GOAL OF THE EXERCISE
Only the lines from the start of the data through the one containing "torch needs. The" belong in your answer; return them exactly.

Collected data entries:

------------------------------

// SPDX-License-Identifier: GPL-3.0-only

//! Torch control via Linux sysfs LEDs
//!
//! Cameras on phones and some laptops expose their flash LED at
//! `/sys/class/leds/*:flash` (or `*:torch`). Writing the `brightness` file
//! keeps the LED lit continuously, which is what a scanner torch needs. The
//! file is usually group-writable by `feedbackd`, so no root is required.

use crate::backends::camera::BackendError;
use std::io;
use std::os::unix::fs::MetadataExt;
use std::path::{Path, PathBuf};
use tracing::{debug, info, warn};

/// Default sysfs LED directory
pub const LEDS_DIR: &str = "/sys/class/leds";

/// A torch-capable LED discovered via sysfs
#[derive(Debug, Clone)]
pub struct TorchLed {
    /// Sysfs path, e.g. `/sys/class/leds/white:flash`
    path: PathBuf,
    max_brightness: u32,
    name: String,
}

impl TorchLed {
    /// Device name (e.g. "white:flash")
    pub fn name(&self) -> &str {
        &self.name
    }

    fn set_brightness(&self, value: u32) -> io::Result<()> {
        let clamped = value.min(self.max_brightness);
        std::fs::write(self.path.join("brightness"), clamped.to_string())
    }

    pub fn on(&self) -> io::Result<()> {
        self.set_brightness(self.max_brightness)
    }

    pub fn off(&self) -> io::Result<()> {
        self.set_brightness(0)
    }
}

/// Result of torch hardware detection.
///
/// Keeps "hardware exists" apart from "we can control it" so a failed
/// toggle can tell the user how to fix permissions.
#[derive(Debug, Clone, Default)]
pub struct TorchHardware {
    /// LEDs we can write to
    pub leds: Vec<TorchLed>,
    /// Hint shown when LEDs exist but none is writable
    pub permission_error: Option<String>,
}

impl TorchHardware {
    /// Scan the system LED directory
    pub fn detect() -> Self {
        Self::detect_in(Path::new(LEDS_DIR))
    }

    /// Scan `leds_dir` for `*:flash` and `*:torch` entries
    pub fn detect_in(leds_dir: &Path) -> Self {
        let Ok(entries) = std::fs::read_dir(leds_dir) else {
            debug!(dir = %leds_dir.display(), "No LED directory, torch unavailable");
            return Self::default();
        };

        let mut leds = Vec::new();
        let mut unwritable: Vec<PathBuf> = Vec::new();

        for entry in entries.flatten() {
            let name = entry.file_name();
            let Some(name) = name.to_str() else {
                continue;
            };
            if !(name.ends_with(":flash") || name.ends_with(":torch")) {
                continue;
            }

            let led_path = entry.path();
            let max_brightness_path = led_path.join("max_brightness");
            let max_brightness = match std::fs::read_to_string(&max_brightness_path)
                .ok()
                .and_then(|s| s.trim().parse::<u32>().ok())
            {
                Some(v) if v > 0 => v,
                _ => {
                    warn!(path = %max_brightness_path.display(), "Invalid max_brightness value");
                    continue;
                }
            };

            let brightness_path = led_path.join("brightness");
            if std::fs::OpenOptions::new()
                .write(true)
                .open(&brightness_path)
                .is_ok()
            {
                info!(name, max_brightness, "Discovered torch LED");
                leds.push(TorchLed {
                    path: led_path,
                    max_brightness,
                    name: name.to_string(),
                });
            } else {
                warn!(path = %brightness_path.display(), "Torch LED found but not writable");
                unwritable.push(brightness_path);
            }
        }

        leds.sort_by(|a, b| a.name.cmp(&b.name));

        let permission_error = if leds.is_empty() && !unwritable.is_empty() {
            Some(permission_hint(&unwritable[0]))
        } else {
            None
        };

        Self {
            leds,
            permission_error,
        }
    }

    pub fn is_available(&self) -> bool {
        !self.leds.is_empty()
    }

    /// Switch every LED on or off.
    ///
    /// Fails with `Unsupported` when there is nothing to drive or no LED
    /// accepted the write.
    pub fn set(&self, on: bool) -> Result<(), BackendError> {
        if self.leds.is_empty() {
            let reason = self
                .permission_error
                .clone()
                .unwrap_or_else(|| "no torch LED found".to_string());
            return Err(BackendError::Unsupported(reason));
        }

        let mut written = 0;
        for led in &self.leds {
            let result = if on { led.on() } else { led.off() };
            match result {
                Ok(()) => written += 1,
                Err(e) => warn!(led = %led.name, error = %e, on, "Failed to drive torch LED"),
            }
        }

        if written == 0 {
            Err(BackendError::Unsupported(
                "no torch LED accepted the write".to_string(),
            ))
        } else {
            Ok(())
        }
    }
}

/// Tell the user which group grants write access to the LED
fn permission_hint(brightness_path: &Path) -> String {
    let username = std::env::var("USER").unwrap_or_else(|_| "user".to_string());
    let group = std::fs::metadata(brightness_path)
        .ok()
        .and_then(|meta| group_name(meta.gid()))
        .unwrap_or_else(|| "feedbackd".to_string());

    format!("torch LED is not writable; run `sudo adduser {username} {group}` and log in again")
}

fn group_name(gid: u32) -> Option<String> {
    let groups = std::fs::read_to_string("/etc/group").ok()?;
    groups.lines().find_map(|line| {
        let parts: Vec<&str> = line.split(':').collect();
        (parts.len() >= 3 && parts[2].parse::<u32>().ok() == Some(gid))
            .then(|| parts[0].to_string())
    })
}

------------------------------

EXPECTED ANSWER
// SPDX-License-Identifier: GPL-3.0-only

//! Torch control via Linux sysfs LEDs
//!
//! Cameras on phones and some laptops expose their flash LED at
//! `/sys/class/leds/*:flash` (or `*:torch`). Writing the `brightness` file
//! keeps the LED lit continuously, which is what a scanner torch needs. The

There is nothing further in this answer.